These pointers are given names prefixed by __imp_ and declared
in an "import library" that accompanies the main library and is
statically linked into consumers that want to use the DLL.
For a function symbol, an additional stub function is generated
with the original name that simply forwards to a matching __imp_
function-pointer call.

In C, an imported function can be declared in two ways:

    void foo();

ends up calling the stub and wasting a jump at runtime; while

    __declspec(dllimport) void foo();

replaces foo() calls by (*__imp_foo)() at compile-time (not link-time),
which ends up being a simple optimization.

For imported objects, stubs are impossible, so only
the __imp_ pointers exist and dllimport is mandatory.

Many libraries, including libass, export only functions
and avoid dllimport in their header files for simplicity.

In contrast, FriBidi exports some functions and some objects, so it
cannot neglect dllimport. Its solution is to declare all symbols in its
header files with dllimport except if FRIBIDI_LIB_STATIC is defined.

When libass is compiled without FRIBIDI_LIB_STATIC and linked against a
FriBidi static library, references to FriBidi imports try to use __imp_
symbols (due to the dllimport declarations), but they do not exist,
so the linking step fails.

In general, libass cannot know whether it will be linked to static
or dynamic FriBidi.

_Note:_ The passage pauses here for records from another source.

//! Client-side session watcher.
//!
//! A watcher follows one host's open session on behalf of one viewer. It keeps
//! a local one-second countdown against the stored deadline, re-reads
//! authoritative state whenever the fan-out reports a change it cares about,
//! and, when the viewer takes part in the session, asks the coordinator to
//! move the session on once the countdown hits zero. The countdown is
//! advisory: every transition it triggers is idempotent on the server.

pub mod gateway;

use std::sync::Arc;
use std::time::Duration;

use chrono::{DateTime, Utc};
use tokio::sync::{mpsc, oneshot, watch};
use tokio::task::JoinHandle;
use tokio::time::{interval_at, Instant, Interval, MissedTickBehavior};
use tokio_stream::wrappers::errors::BroadcastStreamRecvError;
use tokio_stream::wrappers::BroadcastStream;
use tokio_stream::{StreamExt, StreamMap};
use tracing::{debug, info, warn};

use crate::clock::{format_timer, remaining_seconds, Clock};
use crate::fanout::{ChangeFeed, RowChange, RowTopic};
use crate::models::invite::SessionInvite;
use crate::models::live_session::{LiveSession, SessionStatus};
use crate::models::participant::SessionParticipant;

pub use gateway::SessionGateway;

pub const WATCHER_TICK: Duration = Duration::from_secs(1);

#[derive(Debug, Clone, Copy, PartialEq, Eq)]
pub enum WatcherPhase {
    /// No open session for the watched host.
    Idle,
    /// Following a session whose countdown is not running.
    Watching,
    /// Following a session with a live countdown.
    Counting,
}

/// Everything a client renders, published after every refresh and tick.
#[derive(Debug, Clone, PartialEq)]
pub struct WatcherView {
    pub phase: WatcherPhase,
    pub session: Option<LiveSession>,
    pub participants: Vec<SessionParticipant>,
    pub pending_invites: Vec<SessionInvite>,
    pub remaining_seconds: u64,
    pub is_participant: bool,
    pub room_name: Option<String>,
    pub last_error: Option<String>,
}

impl WatcherView {
    fn idle() -> Self {
        WatcherView {
            phase: WatcherPhase::Idle,
            session: None,
            participants: Vec::new(),
            pending_invites: Vec::new(),
            remaining_seconds: 0,
            is_participant: false,
            room_name: None,
            last_error: None,
        }
    }

    pub fn timer_label(&self) -> String {
        format_timer(self.remaining_seconds)
    }
}

/// Handle to a running watcher task. Dropping it stops the task.
pub struct SessionWatcher {
    view: watch::Receiver<WatcherView>,
    refresh: mpsc::UnboundedSender<()>,
    shutdown: Option<oneshot::Sender<()>>,
    task: Option<JoinHandle<()>>,
}

impl SessionWatcher {
    /// Watches `watch_host_id`'s session as `viewer_id`. When the two differ
    /// and the viewer is not in the session, the watcher is a pure viewer and
    /// never calls a transition.
    pub fn spawn(
        gateway: Arc<dyn SessionGateway>,
        feed: Arc<dyn ChangeFeed>,
        clock: Arc<dyn Clock>,
        viewer_id: &str,
        watch_host_id: &str,
    ) -> Self {
        let (view_tx, view_rx) = watch::channel(WatcherView::idle());
        let (refresh_tx, refresh_rx) = mpsc::unbounded_channel();
        let (shutdown_tx, shutdown_rx) = oneshot::channel();

        let mut ticker = interval_at(Instant::now() + WATCHER_TICK, WATCHER_TICK);
        ticker.set_missed_tick_behavior(MissedTickBehavior::Delay);

        let task = WatcherTask {
            gateway,
            feed,
            clock,
            viewer_id: viewer_id.to_string(),
            watch_host_id: watch_host_id.to_string(),
            view_tx,
            streams: StreamMap::new(),
            followed_session: None,
            ticker,
            session: None,
            participants: Vec::new(),
            pending_invites: Vec::new(),
            is_participant: false,
            counting: false,
            last_error: None,
        };

        SessionWatcher {
            view: view_rx,
            refresh: refresh_tx,
            shutdown: Some(shutdown_tx),
            task: Some(tokio::spawn(task.run(shutdown_rx, refresh_rx))),
        }
    }

    /// A host watching their own session.
    pub fn for_host(
        gateway: Arc<dyn SessionGateway>,
        feed: Arc<dyn ChangeFeed>,
        clock: Arc<dyn Clock>,
        host_id: &str,
    ) -> Self {
        Self::spawn(gateway, feed, clock, host_id, host_id)
    }

    pub fn view(&self) -> WatcherView {
        self.view.borrow().clone()
    }

    pub fn subscribe(&self) -> watch::Receiver<WatcherView> {
        self.view.clone()
    }

    /// Drops local predictions and re-reads authoritative state.
    pub fn request_refresh(&self) {
        let _ = self.refresh.send(());
    }

    /// Stops the task and waits for it to release its subscriptions.
    pub async fn shutdown(mut self) {
        if let Some(shutdown) = self.shutdown.take() {
            let _ = shutdown.send(());
        }
        if let Some(task) = self.task.take() {
            if let Err(e) = task.await {
                warn!("Session watcher task did not stop cleanly: {}", e);
            }
        }
    }
}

For example, one can build a static libass.lib
to embed in a larger project that uses a shared FriBidi.dll. So we cannot
tell on our own, without the builder's input, whether we would need
to go through __imp_ object pointers or reference objects directly.

However, libass does not use any objects from FriBidi. We use only functions,
and functions are always safe to use without dllimport, because at link-time
the symbol is sure to resolve either to the actual function in the static
library or to the stub function in the import library.

As a result, we can simply always define FRIBIDI_LIB_STATIC to drop the
dllimport declarations, and we will always produce static and dynamic
libraries that work equally well with static and dynamic FriBidi.

This logic is Windows-specific, and it is plausible that FRIBIDI_LIB_STATIC
may break other platforms, so define it only on Windows.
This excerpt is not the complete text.